A relação entre eles não é explicitamente revelada. Nuances dos sentimentos permanecem ocultas.
Se há quase exatos 10 anos atrás o abismo geográfico já era a terceira pessoa das relações, o que falar de hoje, no mundo da conexão, dos aplicativos, das redes sociais?
“O abismo de Alice e Alex é o abismo de qualquer casal que ama, que perde”.
O pai dela morre (renascença?).
Ela volta para São Paulo (já esteve ali?).
Mas, ela vai voltar (pra onde?).
Confesso que esse recado da caixa postal me fez embarcar imediatamente em um dejavú para Palmas…
– EMBARQUE CANCELADO!
As motivações eram as mesmas, mas as reações eram distintas.
Simone Spoladore e Fernando Alves Pinto se veem incumbidos em traduzir na voz e sincronizar a carga sentimental das narrações às expressões faciais em um estridente silêncio. E cumprem o desafio com louvor!
Fernando na época era – e ainda é – pouco conhecido do “grande” público (entenda-se televisão), mas já construía uma sólida e diversificada carreira no cinema.
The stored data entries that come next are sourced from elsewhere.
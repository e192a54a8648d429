use crate::scheduler::DEFAULT_WORKER_COUNT;
use config::{Config, ConfigError, File, FileFormat};
use serde::Deserialize;
use std::path::Path;

/// `[scheduler]` section of the application config.
#[derive(Debug, Clone, Deserialize)]
#[serde(default)]
pub struct SchedulerSettings {
    /// Worker pool size for the engine (`scheduler.thread_count`).
    pub thread_count: usize,
}

impl Default for SchedulerSettings {
    fn default() -> Self {
        Self {
            thread_count: DEFAULT_WORKER_COUNT,
        }
    }
}

/// Read the scheduler section, falling back to defaults when absent.
pub fn scheduler_settings(config: &Config) -> SchedulerSettings {
    config
        .get::<SchedulerSettings>("scheduler")
        .unwrap_or_default()
}

/// Load config from a specific TOML file, with `APP_`-prefixed
/// environment variables layered on top.
pub fn load_toml_config<P: AsRef<Path>>(path: P) -> Result<Config, ConfigError> {
    Config::builder()
        .add_source(File::from(path.as_ref()).format(FileFormat::Toml))
        .add_source(config::Environment::with_prefix("APP").separator("_"))
        .build()
}

/// Load config from a specific YAML file.
pub fn load_yaml_config<P: AsRef<Path>>(path: P) -> Result<Config, ConfigError> {
    Config::builder()
        .add_source(File::from(path.as_ref()).format(FileFormat::Yaml))
        .add_source(config::Environment::with_prefix("APP").separator("_"))
        .build()
}

/// Resolve a config placeholder like `${app.cron}` or
/// `${app.cron:0 * * * * *}`; anything else passes through unchanged.
pub fn resolve_config_value(value: &str, config: &Config) -> Result<String, ConfigError> {
    if value.starts_with("${") && value.ends_with('}') {
        let inner = &value[2..value.len() - 1];

        if let Some(colon_pos) = inner.find(':') {
            let key = &inner[..colon_pos];
            let default_value = &inner[colon_pos + 1..];
            match config.get_string(key) {
                Ok(resolved) => Ok(resolved),
                Err(_) => Ok(default_value.to_string()),
            }
        } else {
            config.get_string(inner)
        }
    } else {
        Ok(value.to_string())
    }
}
//! # Cadence - Declarative Task Scheduling for Rust
//!
//! Declare scheduled units of work by cron expression or fixed
//! interval, hand them to the scheduler, and wrap every execution in a
//! chain of before/after hooks for cross-cutting concerns such as
//! opening and committing a resource session.
//!
//! ## Features
//!
//! - **Cron expressions**: schedule methods using standard cron syntax
//! - **Fixed intervals**: repeat forever at a millisecond interval
//! - **First-run policy**: control whether a job also executes once at
//!   registration (cron defaults to no, fixed defaults to yes)
//! - **Dispatch hooks**: ordered `before()`/`after(failure)` callbacks
//!   around every execution, with failure visibility
//! - **Parameter providers**: shared instances resolved by type into
//!   target-method arguments
//! - **Config support**: cron placeholders like `${app.cron}` and the
//!   `scheduler.thread_count` key read from TOML/YAML config
//!
//! ## Quick start
//!
//! ```rust,no_run
//! use cadence::{
//!     DiscoveredJob, JobError, ScheduleDescriptor, ScheduledOwner, SchedulerBuilder,
//! };
//!
//! struct Reporter;
//!
//! impl ScheduledOwner for Reporter {
//!     fn construct() -> Result<Self, JobError> {
//!         Ok(Reporter)
//!     }
//! }
//!
//! impl Reporter {
//!     async fn flush(&self) -> Result<(), JobError> {
//!         println!("flushing");
//!         Ok(())
//!     }
//! }
//!
//! #[tokio::main]
//! async fn main() -> Result<(), Box<dyn std::error::Error>> {
//!     let flush = DiscoveredJob::new::<Reporter, _, _>(
//!         ScheduleDescriptor::fixed(30_000),
//!         "flush",
//!         |owner, _args| async move { owner.flush().await },
//!     );
//!
//!     let handle = SchedulerBuilder::new()
//!         .worker_count(5)
//!         .submit(flush)
//!         .build()
//!         .start()
//!         .await?;
//!
//!     tokio::signal::ctrl_c().await?;
//!     handle.shutdown().await?;
//!     Ok(())
//! }
//! ```

// Re-export core types
pub use cadence_runtime::{
    DiscoveredJob, DispatchHook, ExecutionBridge, ExecutionContext, FirstRun, HookChain, JobError,
    JobKey, ParameterRegistry, ResolvedArgs, ScheduleDescriptor, ScheduledOwner, Scheduler,
    SchedulerBuilder, SchedulerError, SchedulerHandle, TriggerSpec,
};

// Make the runtime available in full
pub use cadence_runtime;

// Re-export commonly used types
pub use tokio_cron_scheduler::JobScheduler;
use crate::bridge::ExecutionBridge;
use crate::error::SchedulerError;
use std::sync::Arc;
use tokio_cron_scheduler::JobScheduler;

/// Handle for a running scheduler. Used to control and shut down the
/// engine and the interval loops.
pub struct SchedulerHandle {
    pub(crate) engine: JobScheduler,
    pub(crate) interval_handles: Vec<tokio::task::JoinHandle<()>>,
    pub(crate) bridge: Arc<ExecutionBridge>,
}

impl SchedulerHandle {
    /// Bridge the engine dispatches into; exposed so an embedding
    /// application can drive one-off executions by key.
    pub fn bridge(&self) -> Arc<ExecutionBridge> {
        self.bridge.clone()
    }

    /// Shutdown the engine, abort all interval tasks and close the
    /// worker pool so late firings are dropped.
    pub async fn shutdown(mut self) -> Result<(), SchedulerError> {
        self.engine.shutdown().await?;
        for handle in self.interval_handles {
            handle.abort();
        }
        self.bridge.close();
        Ok(())
    }
}
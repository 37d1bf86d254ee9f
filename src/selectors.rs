//! Pure query functions over a snapshot of the application list.
//!
//! Every selector borrows the list, mutates nothing, and preserves the
//! relative order of its input unless it says otherwise.

use std::cmp::Reverse;

use crate::date;
use crate::schema::{Application, Status};

/// Status filter for the list view. `All` is the sentinel meaning "no filter".
#[derive(Debug, Clone, Copy, PartialEq, Eq, Default)]
pub enum StatusFilter {
    #[default]
    All,
    Only(Status),
}

/// First application with the given id, if any.
pub fn by_id<'a>(apps: &'a [Application], id: &str) -> Option<&'a Application> {
    apps.iter().find(|app| app.id == id)
}

/// All applications in the given status, in list order.
pub fn by_status(apps: &[Application], status: Status) -> Vec<&Application> {
    apps.iter().filter(|app| app.status == status).collect()
}

/// Case-insensitive substring match on the company name.
pub fn by_company_name<'a>(apps: &'a [Application], company: &str) -> Vec<&'a Application> {
    let needle = company.to_lowercase();
    apps.iter()
        .filter(|app| app.company_name.to_lowercase().contains(&needle))
        .collect()
}

/// Case-insensitive substring match on the role.
pub fn by_role<'a>(apps: &'a [Application], role: &str) -> Vec<&'a Application> {
    let needle = role.to_lowercase();
    apps.iter()
        .filter(|app| app.role.to_lowercase().contains(&needle))
        .collect()
}

/// Case-insensitive substring match on company name OR role.
pub fn by_search_term<'a>(apps: &'a [Application], term: &str) -> Vec<&'a Application> {
    let needle = term.to_lowercase();
    apps.iter()
        .filter(|app| {
            app.company_name.to_lowercase().contains(&needle)
                || app.role.to_lowercase().contains(&needle)
        })
        .collect()
}

/// Up to `limit` applications, most recently applied first.
///
/// Sort is stable, so ties (and unparsable dates, which sort last) keep
/// their original relative order.
pub fn recent(apps: &[Application], limit: usize) -> Vec<&Application> {
    let mut sorted: Vec<&Application> = apps.iter().collect();
    sorted.sort_by_key(|app| Reverse(date::parse_display(&app.date_applied)));
    sorted.truncate(limit);
    sorted
}

/// Applications whose applied date falls within the last 7 days, inclusive.
pub fn this_week(apps: &[Application]) -> Vec<&Application> {
    apps.iter()
        .filter(|app| {
            date::parse_display(&app.date_applied).is_some_and(date::is_within_week)
        })
        .collect()
}

/// Distinct resume names, first-occurrence order.
pub fn unique_resumes(apps: &[Application]) -> Vec<&str> {
    let mut seen = Vec::new();
    for app in apps {
        if !seen.contains(&app.resume_name.as_str()) {
            seen.push(app.resume_name.as_str());
        }
    }
    seen
}

/// How many applications used the given resume.
pub fn resume_usage_count(apps: &[Application], resume_name: &str) -> usize {
    apps.iter()
        .filter(|app| app.resume_name == resume_name)
        .count()
}

/// Composite list filter: status first, then free-text search on the result.
///
/// With `StatusFilter::All` and an empty search term this is the identity.
pub fn filter_applications<'a>(
    apps: &'a [Application],
    search_term: &str,
    status_filter: StatusFilter,
) -> Vec<&'a Application> {
    let mut result: Vec<&Application> = match status_filter {
        StatusFilter::All => apps.iter().collect(),
        StatusFilter::Only(status) => by_status(apps, status),
    };

    if !search_term.is_empty() {
        let needle = search_term.to_lowercase();
        result.retain(|app| {
            app.company_name.to_lowercase().contains(&needle)
                || app.role.to_lowercase().contains(&needle)
        });
    }

    result
}
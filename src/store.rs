//! Canonical in-memory state, synchronized to durable storage.

use anyhow::Result;
use tracing::debug;

use crate::schema::{Application, Status};
use crate::storage::StorageBackend;

/// Owns the application list for the session.
///
/// `load` runs once; after that every mutation writes the whole list back
/// through the backend. Mutations before the first load never save, so a
/// half-started session cannot clobber durable state with an empty list.
pub struct ApplicationStore<S: StorageBackend> {
    backend: S,
    applications: Vec<Application>,
    is_loaded: bool,
}

impl<S: StorageBackend> ApplicationStore<S> {
    pub fn new(backend: S) -> Self {
        Self {
            backend,
            applications: Vec::new(),
            is_loaded: false,
        }
    }

    /// One-time load from storage. A second call is a no-op.
    pub fn load(&mut self) -> Result<()> {
        if self.is_loaded {
            return Ok(());
        }
        self.applications = self.backend.load()?;
        self.is_loaded = true;
        debug!(count = self.applications.len(), "loaded applications");
        Ok(())
    }

    pub fn is_loaded(&self) -> bool {
        self.is_loaded
    }

    pub fn applications(&self) -> &[Application] {
        &self.applications
    }

    /// Prepend a fully-formed application. The caller supplies the id.
    pub fn add(&mut self, app: Application) -> Result<()> {
        self.applications.insert(0, app);
        self.persist()
    }

    /// Replace the status of the matching application. Unknown ids are a
    /// no-op (the list still persists unchanged).
    pub fn update_status(&mut self, id: &str, status: Status) -> Result<()> {
        if let Some(app) = self.applications.iter_mut().find(|a| a.id == id) {
            app.status = status;
        }
        self.persist()
    }

    /// Remove the matching application. Unknown ids are a no-op.
    pub fn delete(&mut self, id: &str) -> Result<()> {
        self.applications.retain(|a| a.id != id);
        self.persist()
    }

    fn persist(&self) -> Result<()> {
        if !self.is_loaded {
            return Ok(());
        }
        self.backend.save(&self.applications)
    }
}

#[cfg(test)]
mod tests {
    use super::*;
    use crate::storage::MemoryStorage;

    fn app(id: &str, company: &str) -> Application {
        Application {
            id: id.into(),
            company_name: company.into(),
            role: "SWE".into(),
            location: "Remote".into(),
            status: Status::Applied,
            resume_name: "general".into(),
            resume_file: None,
            notes: String::new(),
            job_description: String::new(),
            date_applied: "Aug 30, 2026".into(),
        }
    }

    #[test]
    fn load_pulls_previous_session_state() {
        let backend = MemoryStorage::with_contents(vec![app("1", "Acme")]);
        let mut store = ApplicationStore::new(backend);
        assert!(!store.is_loaded());
        store.load().unwrap();
        assert!(store.is_loaded());
        assert_eq!(store.applications().len(), 1);
    }

    #[test]
    fn add_prepends() {
        let mut store = ApplicationStore::new(MemoryStorage::new());
        store.load().unwrap();
        store.add(app("1", "Acme")).unwrap();
        store.add(app("2", "Globex")).unwrap();
        let ids: Vec<&str> = store.applications().iter().map(|a| a.id.as_str()).collect();
        assert_eq!(ids, vec!["2", "1"]);
    }

    #[test]
    fn add_then_delete_round_trips_to_pre_add_state() {
        let mut store = ApplicationStore::new(MemoryStorage::new());
        store.load().unwrap();
        store.add(app("1", "Acme")).unwrap();
        let before = store.applications().to_vec();

        store.add(app("2", "Globex")).unwrap();
        store.delete("2").unwrap();
        assert_eq!(store.applications(), before.as_slice());
    }

    #[test]
    fn update_status_replaces_only_the_status() {
        let mut store = ApplicationStore::new(MemoryStorage::new());
        store.load().unwrap();
        store.add(app("1", "Acme")).unwrap();
        store.update_status("1", Status::Offer).unwrap();
        let updated = &store.applications()[0];
        assert_eq!(updated.status, Status::Offer);
        assert_eq!(updated.company_name, "Acme");
    }

    #[test]
    fn update_status_on_unknown_id_is_a_noop() {
        let mut store = ApplicationStore::new(MemoryStorage::new());
        store.load().unwrap();
        store.add(app("1", "Acme")).unwrap();
        let before = store.applications().to_vec();
        store.update_status("missing", Status::Ghosted).unwrap();
        assert_eq!(store.applications(), before.as_slice());
    }

    #[test]
    fn delete_on_unknown_id_is_a_noop() {
        let mut store = ApplicationStore::new(MemoryStorage::new());
        store.load().unwrap();
        store.add(app("1", "Acme")).unwrap();
        store.delete("missing").unwrap();
        assert_eq!(store.applications().len(), 1);
    }

    #[test]
    fn mutations_before_load_never_save() {
        let mut store = ApplicationStore::new(MemoryStorage::new());
        store.add(app("1", "Acme")).unwrap();
        // the slot was never written
        assert!(store.backend.is_empty());

        store.load().unwrap();
        store.add(app("2", "Globex")).unwrap();
        assert!(!store.backend.is_empty());
    }

    #[test]
    fn load_twice_does_not_reset_in_memory_state() {
        let mut store = ApplicationStore::new(MemoryStorage::new());
        store.load().unwrap();
        store.add(app("1", "Acme")).unwrap();
        store.load().unwrap();
        assert_eq!(store.applications().len(), 1);
    }
}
Seu primeiro trabalho que testemunhei foi no inovador Dois Coelhos (2012). Enquanto isso, Simone já vinha de dois marcantes trabalhos na TV e densos papéis no cinema e hoje, mantém essa densidade.
“Assistir filmes “antigos” e não ver os atores coqueluches das novelas é um desfrute cinéfilo que muito me agrada. Os filmes “contemporâneos” apelam na redundância da escalação de elenco (como se a temática já não fosse bastante). Esquecem o ATOR, e privilegiam o ARTISTA”.
Alice (como sempre) e Alex se fazem tão análogos a nós mesmos.
“… aumentar o buraco ao invés de sair dele”.
“… longe é só um lugar aonde a gente nunca vai”.
A atemporalidade poética do roteiro o faz universal.
Muda-se a metrópole, muda-se a ponte aérea, mudam-se os nomes, mas os conflitos, esses, estão sempre ali pra fechar nossos casulos e congelar nossas asas.
“Alice” é mais uma película que imerge nas filmografias que traçam um mapa das relações humanas, em meio à globalização do mundo contemporâneo e os vácuos sentimentais que construímos no cotidiano avassalador dessa selva colossal de concreto e abstrações.